Author: University of Chicago. Graduate School of Business
Publisher:
ISBN:
Category :
Languages : en
Pages : 402
Book Description
Quartermaster and Ordnance Supply
Author: University of Chicago. Graduate School of Business
Publisher:
ISBN:
Category :
Languages : en
Pages : 402
Book Description
Publisher:
ISBN:
Category :
Languages : en
Pages : 402
Book Description
The Quartermaster Corps, Organization, Supply, and Services
Author: Erna Risch
Publisher:
ISBN:
Category : Government publications
Languages : en
Pages : 444
Book Description
An account of the activities of the Corps in the zone of interior and efforts to maximize stockage through conservation, reclamation, and salvage.
Publisher:
ISBN:
Category : Government publications
Languages : en
Pages : 444
Book Description
An account of the activities of the Corps in the zone of interior and efforts to maximize stockage through conservation, reclamation, and salvage.
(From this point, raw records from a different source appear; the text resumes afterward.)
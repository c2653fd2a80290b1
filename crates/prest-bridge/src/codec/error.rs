use std::io;
use std::string::FromUtf8Error;

use thiserror::Error;

/// Failure of a local encode/decode operation.
///
/// `Eof` is kept apart from everything else: running out of input usually means
/// the peer went away, while the remaining variants mean the bytes were there but
/// did not fit the expected shape.
#[derive(Debug, Error)]
pub enum CodecError {
    #[error("unexpected end of input")]
    Eof,

    #[error("invalid int: {0}")]
    NegativeInteger(i64),

    #[error("varint does not fit in 64 bits")]
    Overflow,

    #[error("length {0} does not fit in memory")]
    LengthOverflow(u64),

    #[error("invalid bool code: {0}")]
    InvalidBool(u64),

    #[error("invalid UTF-8 in string: {0}")]
    Utf8(#[from] FromUtf8Error),

    #[error("fraction with zero denominator")]
    ZeroDenominator,

    #[error("array shape {shape:?} does not match {len} elements")]
    ShapeMismatch { shape: Vec<u64>, len: usize },

    #[error("{0} trailing bytes after packed value")]
    TrailingBytes(usize),

    #[error("cannot decode enum tag: {union}/{tag}")]
    UnknownTag { union: &'static str, tag: u64 },

    #[error("cannot decode enum class: {union}/{name}")]
    UnknownTypename { union: &'static str, name: String },

    #[error("cannot encode {union}: value has no registered variant")]
    UnregisteredVariant { union: &'static str },

    #[error("{union}: tag {tag} registered twice")]
    DuplicateTag { union: &'static str, tag: u64 },

    #[error("{union}: class {name} registered twice")]
    DuplicateTypename { union: &'static str, name: &'static str },

    #[error("{record}: {codecs} codecs provided for {fields} fields")]
    FieldCount {
        record: &'static str,
        codecs: usize,
        fields: usize,
    },

    #[error("I/O error: {0}")]
    Io(io::Error),
}

impl CodecError {
    /// Input ran out before a value was complete.
    pub fn is_eof(&self) -> bool {
        matches!(self, Self::Eof)
    }

    /// The underlying stream failed or closed (EOF, broken pipe, ...).
    ///
    /// Everything else is a malformed-data condition.
    pub fn is_disconnect(&self) -> bool {
        matches!(self, Self::Eof | Self::Io(_))
    }
}

impl From<io::Error> for CodecError {
    fn from(e: io::Error) -> Self {
        if e.kind() == io::ErrorKind::UnexpectedEof {
            Self::Eof
        } else {
            Self::Io(e)
        }
    }
}

pub type Result<T> = std::result::Result<T, CodecError>;

#[cfg(test)]
mod tests {
    use super::*;

    #[test]
    fn unexpected_eof_maps_to_eof() {
        let err = CodecError::from(io::Error::from(io::ErrorKind::UnexpectedEof));
        assert!(err.is_eof());
        assert!(err.is_disconnect());
    }

    #[test]
    fn broken_pipe_is_disconnect_but_not_eof() {
        let err = CodecError::from(io::Error::from(io::ErrorKind::BrokenPipe));
        assert!(!err.is_eof());
        assert!(err.is_disconnect());
    }

    #[test]
    fn unknown_tag_names_union_and_tag() {
        let err = CodecError::UnknownTag {
            union: "Message",
            tag: 7,
        };
        insta::assert_snapshot!(err.to_string(), @"cannot decode enum tag: Message/7");
    }

    #[test]
    fn field_count_message() {
        let err = CodecError::FieldCount {
            record: "ChoiceRow",
            codecs: 2,
            fields: 3,
        };
        insta::assert_snapshot!(err.to_string(), @"ChoiceRow: 2 codecs provided for 3 fields");
    }
}
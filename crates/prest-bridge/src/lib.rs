//! prest-bridge: binary codecs and the subprocess protocol behind Prest.
//!
//! The GUI side of Prest keeps its data in memory and hands the heavy
//! computation to a separate core process. This crate provides both halves of
//! that conversation plus the on-disk workspace format.

pub mod bridge;
pub mod codec;
pub mod config;
pub mod progress;
mod version;
pub mod workspace;

pub use bridge::{Connection, ConnectionState, CoreError, RemoteFailure};
pub use codec::{Codec, CodecError, ProgressCodec};
pub use config::CoreConfig;
pub use progress::{CancellationToken, Cancelled, ProgressTracker, Step};
pub use version::{PREST_VERSION, VersionInfo, program_version};
pub use workspace::{Dataset, DatasetSummary, PersistenceError, Workspace};
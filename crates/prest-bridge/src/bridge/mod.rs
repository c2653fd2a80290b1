//! Talking to the core process.
//!
//! - **protocol**: message types and the synchronous request/response loop
//! - **connection**: process lifecycle, async calls, cancellation, shutdown
//! - **diagnostics**: stderr collection and death-note excerpts
//! - **tee**: optional transcript of the raw streams

mod connection;
mod diagnostics;
mod error;
pub mod protocol;
mod tee;

pub use connection::{Connection, ConnectionState};
pub use diagnostics::{Diagnostics, StderrBuffer, salient_excerpt};
pub use error::CoreError;
pub use protocol::{CallObserver, LogLevel, LogRecord, Message, Protocol, RemoteFailure};
pub use tee::{TeeReader, TeeWriter};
The Other End of the Spear
Author: John J. Mcgrath
Publisher: Lulu.com
ISBN: 1105056155
Category : History
Languages : en
Pages : 121
Book Description
This book looks at several troop categories based on primary function and analyzes the ratio between these categories to develop a general historical ratio. This ratio is called the Tooth-to-Tail Ratio. McGrath's study finds that this ratio, among types of deployed US forces, has steadily declined since World War II, just as the nature of warfare itself has changed. At the same time, the percentage of deployed forces devoted to logistics functions and to base and life support functions have increased, especially with the advent of the large-scale of use of civilian contractors. This work provides a unique analysis of the size and composition of military forces as found in historical patterns. Extensively illustrated with charts, diagrams, and tables. (Originally published by the Combat Studies Institute Press)
Publisher: Lulu.com
ISBN: 1105056155
Category : History
Languages : en
Pages : 121
Book Description
This book looks at several troop categories based on primary function and analyzes the ratio between these categories to develop a general historical ratio. This ratio is called the Tooth-to-Tail Ratio. McGrath's study finds that this ratio, among types of deployed US forces, has steadily declined since World War II, just as the nature of warfare itself has changed. At the same time, the percentage of deployed forces devoted to logistics functions and to base and life support functions have increased, especially with the advent of the large-scale of use of civilian contractors. This work provides a unique analysis of the size and composition of military forces as found in historical patterns. Extensively illustrated with charts, diagrams, and tables. (Originally published by the Combat Studies Institute Press)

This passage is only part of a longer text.